The characters are appealingly designed, though as you might expect not particularly diverse. Their personalities had mixed success with me, no doubt influenced by a few strong performances by the voice actors (there were not many characters, but given the length of the work each had a great deal to say). Suou is not a strong main character, but as mentioned was improved by the detective segments and the arc of the story, and in the end I could buy her as a full partner in a relationship. Mayuri was excellent, coming across as an entirely reasonable person still at the mercy of her heart; not the designated tomboy but still a bolder character. Yuzuhira is the designated tomboy but is very entertaining, while the wheelchair-bound girl who stars in the second game appears as an acerbic off-sider and gives me great hopes for her in a main character role (amusingly, her name is a spoiler). The Sasaki twins are less endearing, filling a more childlike role and taking up more scenes than I’d like, and the strength of the love triangle story is undercut by Rika, who comes across as possessive and emotionally unstable. Towards the end this harmonises with the main route, in particular the way the love triangle is shown to be potentially closed (more Yuri should address their larger number of valid pairings than a strictly heteronormative story), but the damage was done: I didn’t like her.
Ultimately the main route is an iteration ‘Story A’ with elaborate decoration, but it is a good one, if not great. It is legitimately a Yuri story, the opening alone makes it clear that these girls share a more intense attachment than the “romantic friendship” you might otherwise associate with Marimite descendants. I found the ending to be almost entirely satisfying, with the caveat that it needs to be taken in the context of three more novels, not the last word on this world or its characters. And indeed that is the core question for the reader – given you could get a similar or better story in manga and be done in a fraction of the time, do you find the aesthetic of this impossible school and its students pleasurable enough to luxuriate in for up to three times as long as this already lengthy novel?

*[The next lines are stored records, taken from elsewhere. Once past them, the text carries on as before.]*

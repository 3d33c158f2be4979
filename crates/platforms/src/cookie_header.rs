//! Plain `Cookie` header parsing shared by the site modules.

/// Split a cookie header into ordered `(name, value)` pairs.
///
/// Fragments without `=` are dropped; duplicate names keep the last value.
pub fn parse_cookie_pairs(cookies: &str) -> Vec<(String, String)> {
    let mut pairs: Vec<(String, String)> = Vec::new();
    for part in cookies.split(';') {
        let Some((name, value)) = part.trim().split_once('=') else {
            continue;
        };
        let name = name.trim();
        if name.is_empty() {
            continue;
        }
        match pairs.iter_mut().find(|(n, _)| n == name) {
            Some(existing) => existing.1 = value.trim().to_string(),
            None => pairs.push((name.to_string(), value.trim().to_string())),
        }
    }
    pairs
}

/// Extract a specific cookie value from a cookie string.
///
/// ```
/// use warden_platforms::cookie_header::extract_cookie_value;
///
/// let cookies = "SESSDATA=abc123; bili_jct=xyz789";
/// assert_eq!(extract_cookie_value(cookies, "SESSDATA"), Some("abc123".to_string()));
/// ```
pub fn extract_cookie_value(cookies: &str, name: &str) -> Option<String> {
    parse_cookie_pairs(cookies)
        .into_iter()
        .find_map(|(n, v)| (n == name).then_some(v))
}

For myself: I will be buying and playing Le volume sur ete.
Ratings:
Art & Music: 8.5
Story: 6 – it’s not bad, but it’s not tight.
Characters: 7
Service: 5 – I bought it as demonstrating the girls’ attraction to each other. Bump it up if you really like skinny sixteen year-olds?
Yuri: 8 on main route. 5 otherwise.
Overall: 8
Erica here: Your comment about the kanji reminds me of a shirt a friend once made me with “monku” (complain) written all over the front and “urusai!” (shut up!) on the back, but as they had used the kanji for “urusai” no one understood the joke when I wore it. Some words one just doesn’t see presented formally, especially informal shouting to “shaddup!”. ^_^
Thank you for the delightful review, Jye. We look forward to your review of the sequels!